- **Requirement**
Please start at the first line of the records beneath and quote each line exactly, ending with the line containing "a progress sink".

[Input for this task Boundary: Start]

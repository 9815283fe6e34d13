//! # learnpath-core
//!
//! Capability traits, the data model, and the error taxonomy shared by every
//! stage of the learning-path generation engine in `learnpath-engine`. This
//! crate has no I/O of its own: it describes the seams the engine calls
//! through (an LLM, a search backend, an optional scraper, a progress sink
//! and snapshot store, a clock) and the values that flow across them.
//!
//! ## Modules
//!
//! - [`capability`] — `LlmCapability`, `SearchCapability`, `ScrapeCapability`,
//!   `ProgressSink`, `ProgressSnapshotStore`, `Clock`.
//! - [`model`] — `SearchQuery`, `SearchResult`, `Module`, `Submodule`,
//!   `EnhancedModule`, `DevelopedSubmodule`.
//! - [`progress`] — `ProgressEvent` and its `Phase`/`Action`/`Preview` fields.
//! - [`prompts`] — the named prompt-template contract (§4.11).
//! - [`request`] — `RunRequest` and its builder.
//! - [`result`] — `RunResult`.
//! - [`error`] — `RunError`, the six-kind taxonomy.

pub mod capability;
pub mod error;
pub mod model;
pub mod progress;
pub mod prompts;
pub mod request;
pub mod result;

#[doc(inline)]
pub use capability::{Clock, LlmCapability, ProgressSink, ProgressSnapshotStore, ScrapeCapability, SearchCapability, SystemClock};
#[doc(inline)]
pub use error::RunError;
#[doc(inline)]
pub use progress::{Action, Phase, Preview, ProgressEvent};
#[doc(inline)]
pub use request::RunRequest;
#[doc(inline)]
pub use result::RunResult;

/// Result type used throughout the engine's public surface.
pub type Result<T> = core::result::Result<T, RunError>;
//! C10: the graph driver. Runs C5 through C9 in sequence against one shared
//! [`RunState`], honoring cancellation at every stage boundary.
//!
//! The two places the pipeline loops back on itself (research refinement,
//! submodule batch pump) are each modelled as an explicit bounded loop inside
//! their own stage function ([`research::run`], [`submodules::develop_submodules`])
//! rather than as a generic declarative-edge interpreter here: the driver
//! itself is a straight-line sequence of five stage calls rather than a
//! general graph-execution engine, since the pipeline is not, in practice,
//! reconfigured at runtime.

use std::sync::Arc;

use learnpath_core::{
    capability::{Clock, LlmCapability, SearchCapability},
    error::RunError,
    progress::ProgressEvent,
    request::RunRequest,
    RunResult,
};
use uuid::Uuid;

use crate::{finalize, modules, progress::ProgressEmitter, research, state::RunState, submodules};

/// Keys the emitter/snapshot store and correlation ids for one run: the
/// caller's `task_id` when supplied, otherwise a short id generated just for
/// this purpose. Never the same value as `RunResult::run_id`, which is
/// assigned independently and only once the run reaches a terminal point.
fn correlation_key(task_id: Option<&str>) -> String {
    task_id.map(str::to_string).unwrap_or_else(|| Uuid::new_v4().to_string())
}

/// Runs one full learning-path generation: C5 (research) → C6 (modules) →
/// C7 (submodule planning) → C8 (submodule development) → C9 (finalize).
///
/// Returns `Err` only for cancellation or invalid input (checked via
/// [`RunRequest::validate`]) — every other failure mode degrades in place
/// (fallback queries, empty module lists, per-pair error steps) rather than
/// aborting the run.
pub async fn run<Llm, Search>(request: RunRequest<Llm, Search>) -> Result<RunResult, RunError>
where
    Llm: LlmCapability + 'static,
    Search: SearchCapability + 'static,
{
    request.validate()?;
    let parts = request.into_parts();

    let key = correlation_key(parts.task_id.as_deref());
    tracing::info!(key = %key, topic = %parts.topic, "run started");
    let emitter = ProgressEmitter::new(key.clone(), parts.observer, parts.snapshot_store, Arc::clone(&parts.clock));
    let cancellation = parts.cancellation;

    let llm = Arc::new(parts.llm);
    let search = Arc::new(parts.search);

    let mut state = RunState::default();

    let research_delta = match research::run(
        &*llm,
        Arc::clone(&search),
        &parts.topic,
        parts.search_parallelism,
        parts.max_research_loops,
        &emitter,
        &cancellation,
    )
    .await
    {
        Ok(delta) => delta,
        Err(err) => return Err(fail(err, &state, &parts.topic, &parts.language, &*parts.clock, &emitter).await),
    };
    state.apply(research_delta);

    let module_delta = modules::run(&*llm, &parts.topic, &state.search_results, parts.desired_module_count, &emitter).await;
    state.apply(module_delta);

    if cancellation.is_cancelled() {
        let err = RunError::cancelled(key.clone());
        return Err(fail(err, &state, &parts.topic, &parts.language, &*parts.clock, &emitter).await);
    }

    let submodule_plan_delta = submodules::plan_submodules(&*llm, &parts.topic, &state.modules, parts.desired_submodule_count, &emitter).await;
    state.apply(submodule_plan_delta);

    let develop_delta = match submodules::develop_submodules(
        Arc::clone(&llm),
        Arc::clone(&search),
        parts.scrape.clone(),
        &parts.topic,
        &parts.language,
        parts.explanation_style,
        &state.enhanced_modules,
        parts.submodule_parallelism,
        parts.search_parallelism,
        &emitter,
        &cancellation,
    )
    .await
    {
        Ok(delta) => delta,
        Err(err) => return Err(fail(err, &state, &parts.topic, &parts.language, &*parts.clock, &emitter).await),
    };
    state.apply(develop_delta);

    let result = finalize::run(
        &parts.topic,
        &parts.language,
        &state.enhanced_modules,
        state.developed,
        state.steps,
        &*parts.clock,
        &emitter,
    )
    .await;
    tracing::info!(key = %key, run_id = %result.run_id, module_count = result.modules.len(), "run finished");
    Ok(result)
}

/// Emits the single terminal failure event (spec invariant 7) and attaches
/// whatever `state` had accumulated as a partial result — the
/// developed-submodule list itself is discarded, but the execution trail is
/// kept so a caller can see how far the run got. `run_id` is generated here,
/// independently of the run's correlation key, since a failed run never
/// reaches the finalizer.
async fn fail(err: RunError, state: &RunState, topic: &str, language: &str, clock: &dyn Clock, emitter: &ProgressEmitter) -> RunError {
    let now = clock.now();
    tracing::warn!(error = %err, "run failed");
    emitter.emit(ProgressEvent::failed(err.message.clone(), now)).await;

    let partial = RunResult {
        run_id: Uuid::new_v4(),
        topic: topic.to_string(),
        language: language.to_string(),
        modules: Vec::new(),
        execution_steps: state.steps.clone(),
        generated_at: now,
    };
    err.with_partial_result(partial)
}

[Input for this task Boundary: End]

- **Expected answer**
repository 9815283fe6e34d13
//! # learnpath-core
//!
//! Capability traits, the data model, and the error taxonomy shared by every
//! stage of the learning-path generation engine in `learnpath-engine`. This
//! crate has no I/O of its own: it describes the seams the engine calls
//! through (an LLM, a search backend, an optional scraper, a progress sink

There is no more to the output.